+++ EXTRACTED MATERIAL
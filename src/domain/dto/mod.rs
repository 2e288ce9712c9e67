//! # Data Transfer Objects (DTO) Module
//!
//! API 경계에서 주고받는 JSON 구조를 정의합니다.
//! 모든 필드는 camelCase로 직렬화되며 요청 DTO는 `validator`로 검증합니다.
//!
//! ```text
//! dto/
//! ├── response.rs     # 응답 봉투 (data / data + pageInfo / message)
//! ├── page_query.rs   # 목록 조회 쿼리 (page, size, sort)
//! ├── members/        # 회원 가입, 로그인, 프로필 수정/조회
//! ├── communities/    # 커뮤니티 글 작성, 수정, 조회
//! └── tokens/         # 토큰 재발급 요청과 토큰 응답
//! ```
//!
//! ## 응답 봉투
//!
//! ```json
//! { "data": { "communityId": 1, "type": "free", "title": "..." } }
//! { "data": [ ... ], "pageInfo": { "currentPage": 0, "totalPage": 3, ... } }
//! { "message": "logout completed!" }
//! ```

pub mod response;
pub mod page_query;
pub mod members;
pub mod communities;
pub mod tokens;

pub use response::{MessageResponse, MultiResponse, PageInfo, SingleResponse};
pub use page_query::PageQuery;
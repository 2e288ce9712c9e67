//! 공통 유틸리티 함수 모듈
//!
//! - [`merge`] - PATCH 요청의 부분 수정 병합
//! - [`display_terminal`] - 부팅 시 터미널 출력 포맷팅

pub mod merge;
pub mod display_terminal;
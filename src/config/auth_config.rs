//! # Authentication Configuration Module
//!
//! JWT 액세스/리프레시 토큰 설정을 관리합니다.
//!
//! ```bash
//! export JWT_SECRET="your-super-secret-jwt-key"
//! export JWT_EXPIRATION_MINUTES="30"
//! export JWT_REFRESH_EXPIRATION_DAYS="7"
//! ```

use std::env;

pub struct JwtConfig;

impl JwtConfig {
    pub fn secret() -> String {
        env::var("JWT_SECRET")
            .unwrap_or_else(|_| {
                log::warn!("JWT_SECRET not set, using default (not secure for production!)");
                "book-village-secret-key".to_string()
            })
    }

    pub fn expiration_minutes() -> i64 {
        env::var("JWT_EXPIRATION_MINUTES")
            .ok()
            .and_then(|v| v.parse().ok())
            .filter(|&m: &i64| m > 0)
            .unwrap_or(30)
    }

    pub fn refresh_expiration_days() -> i64 {
        env::var("JWT_REFRESH_EXPIRATION_DAYS")
            .ok()
            .and_then(|v| v.parse().ok())
            .filter(|&d: &i64| d > 0)
            .unwrap_or(7)
    }
}

/// 토큰 서비스가 사용하는 JWT 설정 스냅샷
#[derive(Debug, Clone)]
pub struct JwtSettings {
    pub secret: String,
    pub access_expiration_minutes: i64,
    pub refresh_expiration_days: i64,
}

impl JwtSettings {
    pub fn from_env() -> Self {
        Self {
            secret: JwtConfig::secret(),
            access_expiration_minutes: JwtConfig::expiration_minutes(),
            refresh_expiration_days: JwtConfig::refresh_expiration_days(),
        }
    }
}

#[cfg(test)]
mod tests {
    use super::*;

    #[test]
    fn test_jwt_defaults() {
        if env::var("JWT_EXPIRATION_MINUTES").is_err() {
            assert_eq!(JwtConfig::expiration_minutes(), 30);
        }
        if env::var("JWT_REFRESH_EXPIRATION_DAYS").is_err() {
            assert_eq!(JwtConfig::refresh_expiration_days(), 7);
        }
    }

    #[test]
    fn test_settings_snapshot_matches_config() {
        let settings = JwtSettings::from_env();

        assert_eq!(settings.secret, JwtConfig::secret());
        assert!(settings.access_expiration_minutes > 0);
        assert!(settings.refresh_expiration_days > 0);
    }
}
use chrono::{DateTime, Utc};
use serde::Serialize;
use crate::domain::entities::communities::CommunityType;

#[derive(Debug, Clone, PartialEq, Serialize)]
#[serde(rename_all = "camelCase")]
pub struct CommunityResponse {
    pub community_id: i64,
    #[serde(rename = "type")]
    pub community_type: CommunityType,
    pub title: String,
    pub content: String,
    pub display_name: String,
    pub created_at: DateTime<Utc>,
    pub modified_at: DateTime<Utc>,
}
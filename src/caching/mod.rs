//! 캐싱 계층 모듈
//!
//! Redis를 백엔드로 하는 키-값 저장소를 제공합니다.
//! 토큰 저장과 회원 조회 캐시에 사용됩니다.
//!
//! ```bash
//! REDIS_URL=redis://localhost:6379  # 기본값
//! ```

pub mod redis;
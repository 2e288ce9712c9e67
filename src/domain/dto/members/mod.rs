pub mod request;
pub mod response;

pub use request::{LoginRequest, MemberPatchDto, SignupRequest};
pub use response::MemberResponse;
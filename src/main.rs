//! 북빌리지 서버 메인 애플리케이션
//!
//! 설정을 로드하고 저장소와 서비스를 조립한 뒤 Actix-web HTTP 서버를 구동합니다.

use std::io;
use actix_cors::Cors;
use actix_web::http::header;
use actix_web::{middleware, App, HttpServer};
use actix_governor::{Governor, GovernorConfigBuilder};
use dotenv::dotenv;
use env_logger::Env;
use log::{error, info};
use book_village_server::config::{RateLimitConfig, ServerConfig, StorageConfig};
use book_village_server::core::AppContext;
use book_village_server::routes::configure_all_routes;
use book_village_server::utils::display_terminal::print_server_banner;

#[actix_web::main]
async fn main() -> io::Result<()> {
    load_env_file();
    init_logging();

    info!("🚀 북빌리지 서버 시작중...");

    let context = AppContext::from_config()
        .await
        .map_err(|e| io::Error::other(format!("저장소 연결 실패: {}", e)))?;

    context
        .initialize()
        .await
        .map_err(|e| io::Error::other(format!("컴포넌트 초기화 실패: {}", e)))?;

    info!("✅ 모든 컴포넌트가 초기화되었습니다");

    start_http_server(context).await
}

/// HTTP 서버를 구성하고 실행합니다
///
/// 미들웨어 순서 (바깥 → 안쪽): 경로 정규화, 접근 로그, CORS, Rate Limiting
async fn start_http_server(context: AppContext) -> io::Result<()> {
    let bind_address = ServerConfig::bind_address();
    let workers = ServerConfig::workers();

    let rate_limit = RateLimitConfig::from_env();
    let governor_conf = GovernorConfigBuilder::default()
        .requests_per_second(rate_limit.per_second)
        .burst_size(rate_limit.burst_size)
        .use_headers()
        .finish()
        .ok_or_else(|| io::Error::new(io::ErrorKind::InvalidInput, "잘못된 Rate Limiting 설정"))?;

    info!(
        "🛡️ Rate Limiting 활성화: 초당 {}요청, 버스트 {}개",
        rate_limit.per_second,
        rate_limit.burst_size
    );

    print_server_banner(&bind_address, StorageConfig::backend().as_str(), workers);

    HttpServer::new(move || {
        let context = context.clone();

        App::new()
            .wrap(Governor::new(&governor_conf))
            .wrap(configure_cors())
            .wrap(middleware::Logger::default())
            .wrap(middleware::NormalizePath::trim())
            .configure(|cfg| configure_all_routes(cfg, &context))
    })
        .bind(&bind_address)?
        .workers(workers)
        .run()
        .await
}

/// 환경별 설정 파일을 로드합니다
///
/// * `PROFILE=dev` - .env.dev 파일 로드 (기본값)
/// * `PROFILE=prod` - .env.prod 파일 로드
/// * 기타 - 기본 .env 파일 로드
fn load_env_file() {
    let profile = std::env::var("PROFILE").unwrap_or_else(|_| "dev".to_string());

    match profile.as_str() {
        "prod" => match dotenv::from_filename(".env.prod") {
            Ok(_) => info!(".env.prod 파일 로드 됨"),
            Err(e) => error!(".env.prod 파일 로드 실패: {}", e),
        },
        "dev" => match dotenv::from_filename(".env.dev") {
            Ok(_) => info!(".env.dev 파일 로드 됨"),
            Err(e) => error!(".env.dev 파일 로드 실패: {}", e),
        },
        _ => {
            dotenv().ok();
        }
    }
}

/// `RUST_LOG`가 없으면 `info,actix_web=debug`
fn init_logging() {
    env_logger::init_from_env(Env::default().default_filter_or("info,actix_web=debug"));
}

fn configure_cors() -> Cors {
    Cors::default()
        .allowed_origin("http://localhost:3000")
        .allowed_origin("http://127.0.0.1:3000")
        .allowed_origin("http://localhost:8080")
        .allowed_origin("http://127.0.0.1:8080")
        .allowed_methods(vec!["GET", "POST", "DELETE", "PATCH", "OPTIONS"])
        .allowed_headers(vec![
            header::AUTHORIZATION,
            header::ACCEPT,
            header::CONTENT_TYPE,
        ])
        .supports_credentials()
        .max_age(3600)
}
++++++
### WHAT YOU ARE ASKED TO DO
When a line in the listing includes the word "title", report that line in full.

### ANSWER SECTION
//! { "data": { "communityId": 1, "type": "free", "title": "..." } }
    pub title: String,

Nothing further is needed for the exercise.